Venator Materials PLC Prepare for its IPO

Venator Materials IPO

Venator Materials PLC, the additives division for Huntsman Corporation was in the news in the middle months of 2017 when it was announced that an IPO would take place worth an estimated $477 million. This was equivalent to 28% of the division, which would still thus remain for the most part owned and completely controlled by Huntsman. This is perhaps not surprising when we remember that Texas-based Venator was created originally to receive much of Huntsman intellectual property, especially that company’s titanium dioxide business. Venator Materials, therefore, is a company which is focused on creating titanium dioxide products for use as pigments and also performance additives, timber treatments and water additives. The company is quite a large concern, employing 4,500 people and catering to customers in more than 100 countries. The titanium dioxide market worldwide was worth $17.7 by 2015 and was expected to continue to grow strongly until at least 2025. Bearing all of this in mind, why were many analysts expressing concern over the Venator Materials IPO. Indeed, why were many of these analysts advising their customers and readers to avoid the Venator Materials IPO?

Perhaps the best answer to this question and an explanation for why so much caution was and is being expressed about the Venator Materials IPO can be seen by looking at a small number of pertinent facts. For the year 2016 Venator’s top line revenues remained stagnant at an admittedly healthy $2.3 billion. There was also an increased gross margin and improving cash flows from its operations. To set against these positive signs was the announcement by parent company Huntsman that Venator Materials would greatly expand its debt during the Venator Materials IPO, up to $3.05 billion. In fact, it became apparent that the IPO was involved in the merger with Swiss-based Clairmont, which was announced around the same time as Venator’s forthcoming IPO. It seemed that Huntsman wished to monetize its pigments and additives division to help it through its looming merger, and this was one of the reasons behind the concerns expressed by some analysts about the IPO.

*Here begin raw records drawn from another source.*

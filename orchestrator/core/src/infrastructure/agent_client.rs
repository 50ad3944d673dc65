// Copyright (c) 2026 100monkeys.ai
// SPDX-License-Identifier: AGPL-3.0

//! Agent Prediction Client
//!
//! Forwards prediction requests to a deployed agent's gradio service.
//!
//! # Wire Format
//!
//! ```text
//! POST {service_url}/api/predict   {"data": ["input", ...]}
//! 200                              {"data": [<envelope>], "is_generating": false, ...}
//! ```
//!
//! The wrapper registers a single text input, so gradio only ever hands the
//! first element of `data` to the agent. Additional inputs are accepted and
//! silently ignored.

use reqwest::Client;
use serde::{Deserialize, Serialize};
use std::time::Duration;
use thiserror::Error;
use tracing::debug;

use crate::domain::envelope::PredictionEnvelope;

/// Path of the gradio prediction endpoint, relative to the service URL
pub const PREDICT_PATH: &str = "/api/predict";

const ERROR_BODY_LIMIT: usize = 512;

#[derive(Debug, Error)]
pub enum ClientError {
    #[error("Agent service unreachable: {0}")]
    Request(String),

    #[error("Agent service returned HTTP {status}: {body}")]
    Status { status: u16, body: String },

    #[error("Agent service returned an unexpected response: {0}")]
    InvalidResponse(String),
}

#[derive(Serialize)]
struct PredictRequest<'a> {
    data: &'a [String],
}

#[derive(Deserialize)]
struct PredictResponse {
    #[serde(default)]
    data: Vec<serde_json::Value>,
}

#[derive(Clone)]
pub struct AgentClient {
    client: Client,
}

impl AgentClient {
    pub fn new(timeout: Duration) -> Result<Self, ClientError> {
        let client = Client::builder()
            .timeout(timeout)
            .build()
            .map_err(|e| ClientError::Request(e.to_string()))?;
        Ok(Self { client })
    }

    pub async fn predict(&self, service_url: &str, inputs: &[String]) -> Result<PredictionEnvelope, ClientError> {
        let url = format!("{}{}", service_url.trim_end_matches('/'), PREDICT_PATH);
        debug!("Forwarding {} input(s) to {}", inputs.len(), url);

        let response = self
            .client
            .post(&url)
            .json(&PredictRequest { data: inputs })
            .send()
            .await
            .map_err(|e| ClientError::Request(e.to_string()))?;

        let status = response.status();
        if !status.is_success() {
            let mut body = response.text().await.unwrap_or_default();
            if body.len() > ERROR_BODY_LIMIT {
                let mut cut = ERROR_BODY_LIMIT;
                while !body.is_char_boundary(cut) {
                    cut -= 1;
                }
                body.truncate(cut);
            }
            return Err(ClientError::Status {
                status: status.as_u16(),
                body,
            });
        }

        let payload: PredictResponse = response
            .json()
            .await
            .map_err(|e| ClientError::InvalidResponse(e.to_string()))?;

        unwrap_envelope(payload.data)
    }
}

/// The envelope is the single output of the wrapper's interface. Depending
/// on the gradio version a JSON output arrives either as an object or as a
/// JSON-encoded string.
fn unwrap_envelope(data: Vec<serde_json::Value>) -> Result<PredictionEnvelope, ClientError> {
    let first = data
        .into_iter()
        .next()
        .ok_or_else(|| ClientError::InvalidResponse("empty data array".to_string()))?;

    let value = match first {
        serde_json::Value::String(encoded) => {
            serde_json::from_str(&encoded).map_err(|e| ClientError::InvalidResponse(e.to_string()))?
        }
        other => other,
    };

    serde_json::from_value(value).map_err(|e| ClientError::InvalidResponse(format!("not an envelope: {}", e)))
}
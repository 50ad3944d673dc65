// Copyright (c) 2026 100monkeys.ai
// SPDX-License-Identifier: AGPL-3.0

use serde::{Deserialize, Serialize};
use std::fmt;
use thiserror::Error;

/// Longest display name accepted for an agent.
pub const MAX_NAME_LEN: usize = 64;

/// Stable identifier of a deployed agent, derived from its display name.
///
/// `"Sentiment Bot"` becomes `"sentiment_bot"`: trimmed, lower-cased and
/// every whitespace character replaced by an underscore.
#[derive(Debug, Clone, PartialEq, Eq, Hash, PartialOrd, Ord, Serialize, Deserialize)]
#[serde(transparent)]
pub struct AgentId(String);

impl AgentId {
    pub fn from_name(name: &str) -> Self {
        let id = name
            .trim()
            .to_lowercase()
            .chars()
            .map(|c| if c.is_whitespace() { '_' } else { c })
            .collect();
        Self(id)
    }

    /// Wrap an identifier received from a caller (e.g. a URL path segment).
    pub fn new(id: impl Into<String>) -> Self {
        Self(id.into())
    }

    pub fn as_str(&self) -> &str {
        &self.0
    }
}

impl fmt::Display for AgentId {
    fn fmt(&self, f: &mut fmt::Formatter<'_>) -> fmt::Result {
        f.write_str(&self.0)
    }
}

/// Metadata declared by the submitter alongside the source code.
#[derive(Debug, Clone, PartialEq, Serialize, Deserialize)]
pub struct AgentMetadata {
    pub name: String,
    pub description: String,
    #[serde(default = "default_version")]
    pub version: String,
    pub model_type: String,
    #[serde(default = "default_io_type")]
    pub input_type: String,
    #[serde(default = "default_io_type")]
    pub output_type: String,
    #[serde(default = "default_true")]
    pub is_public: bool,
    #[serde(default = "default_token_price")]
    pub token_price: f64,
    /// Extra pip requirement specifiers installed next to gradio
    #[serde(default, skip_serializing_if = "Vec::is_empty")]
    pub requirements: Vec<String>,
}

impl AgentMetadata {
    pub fn new(name: impl Into<String>, description: impl Into<String>, model_type: impl Into<String>) -> Self {
        Self {
            name: name.into(),
            description: description.into(),
            version: default_version(),
            model_type: model_type.into(),
            input_type: default_io_type(),
            output_type: default_io_type(),
            is_public: true,
            token_price: default_token_price(),
            requirements: Vec::new(),
        }
    }

    pub fn agent_id(&self) -> AgentId {
        AgentId::from_name(&self.name)
    }

    /// Enforce the allowed-character policy for values that end up in
    /// generated source, image tags and container names.
    pub fn validate(&self) -> Result<(), MetadataError> {
        let name = self.name.trim();
        if name.is_empty() {
            return Err(MetadataError::EmptyName);
        }
        if name.chars().count() > MAX_NAME_LEN {
            return Err(MetadataError::NameTooLong(MAX_NAME_LEN));
        }
        if let Some(c) = name
            .chars()
            .find(|c| !(c.is_ascii_alphanumeric() || matches!(c, ' ' | '-' | '_')))
        {
            return Err(MetadataError::InvalidNameCharacter(c));
        }
        if self.version.trim().is_empty() {
            return Err(MetadataError::EmptyVersion);
        }
        if !self.token_price.is_finite() || self.token_price < 0.0 {
            return Err(MetadataError::InvalidPrice(self.token_price));
        }
        for requirement in &self.requirements {
            let malformed = requirement.is_empty()
                || requirement.starts_with('-')
                || requirement.chars().any(|c| c.is_whitespace() || c.is_control());
            if malformed {
                return Err(MetadataError::InvalidRequirement(requirement.clone()));
            }
        }
        Ok(())
    }
}

#[derive(Debug, Clone, PartialEq, Error)]
pub enum MetadataError {
    #[error("Agent name cannot be empty")]
    EmptyName,

    #[error("Agent name exceeds maximum length of {0} characters")]
    NameTooLong(usize),

    #[error("Agent name contains invalid character {0:?} (allowed: letters, digits, space, '-', '_')")]
    InvalidNameCharacter(char),

    #[error("Agent version cannot be empty")]
    EmptyVersion,

    #[error("Token price must be a non-negative number, got {0}")]
    InvalidPrice(f64),

    #[error("Invalid requirement specifier: {0:?}")]
    InvalidRequirement(String),
}

fn default_version() -> String {
    "1.0.0".to_string()
}

fn default_io_type() -> String {
    "text".to_string()
}

fn default_true() -> bool {
    true
}

fn default_token_price() -> f64 {
    1.0
}

#[cfg(test)]
mod tests {
    use super::*;

    #[test]
    fn test_agent_id_from_name() {
        assert_eq!(AgentId::from_name("Sentiment Bot").as_str(), "sentiment_bot");
        assert_eq!(AgentId::from_name("  Echo\tAgent ").as_str(), "echo_agent");
        assert_eq!(AgentId::from_name("already_lower").as_str(), "already_lower");
    }

    #[test]
    fn test_metadata_defaults_from_json() {
        let metadata: AgentMetadata = serde_json::from_str(
            r#"{"name": "Sentiment Bot", "description": "Scores text", "model_type": "nlp"}"#,
        )
        .unwrap();

        assert_eq!(metadata.version, "1.0.0");
        assert_eq!(metadata.input_type, "text");
        assert_eq!(metadata.output_type, "text");
        assert!(metadata.is_public);
        assert_eq!(metadata.token_price, 1.0);
        assert!(metadata.requirements.is_empty());
        assert_eq!(metadata.agent_id().as_str(), "sentiment_bot");
    }

    #[test]
    fn test_metadata_validation() {
        let mut metadata = AgentMetadata::new("Sentiment Bot", "Scores text", "nlp");
        assert!(metadata.validate().is_ok());

        metadata.name = "   ".to_string();
        assert_eq!(metadata.validate(), Err(MetadataError::EmptyName));

        metadata.name = "bad\"name".to_string();
        assert_eq!(metadata.validate(), Err(MetadataError::InvalidNameCharacter('"')));

        metadata.name = "x".repeat(MAX_NAME_LEN + 1);
        assert_eq!(metadata.validate(), Err(MetadataError::NameTooLong(MAX_NAME_LEN)));

        metadata.name = "ok".to_string();
        metadata.token_price = -1.0;
        assert!(matches!(metadata.validate(), Err(MetadataError::InvalidPrice(_))));

        metadata.token_price = 0.0;
        metadata.requirements = vec!["numpy==1.26".to_string()];
        assert!(metadata.validate().is_ok());

        metadata.requirements = vec!["--index-url=http://evil".to_string()];
        assert!(matches!(metadata.validate(), Err(MetadataError::InvalidRequirement(_))));

        metadata.requirements = vec!["numpy\nrequests".to_string()];
        assert!(matches!(metadata.validate(), Err(MetadataError::InvalidRequirement(_))));
    }
}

It seemed therefore that the Venator Materials IPO would be for a company with a fairly robust position in a market, the one for titanium dioxide, which is likely to continue to show strong growth in the future. However, to set against these positive signs were the facts that the IPO occurred against a backdrop of stagnant top-lines, a greatly increased burden of debt and also against backdrops of uncertainty about Huntsman’s immediate and future intentions. Venator Materials might well prosper as a producer of titanium dioxide products in the future but the specific backdrop against which the Venator Materials IPO played out was one which might well cause temporary but real concerns to potential investors. Would Venator be able to continue with their great increased debt burden and how would Huntsman react to any problems that the company might face? Only time would tell.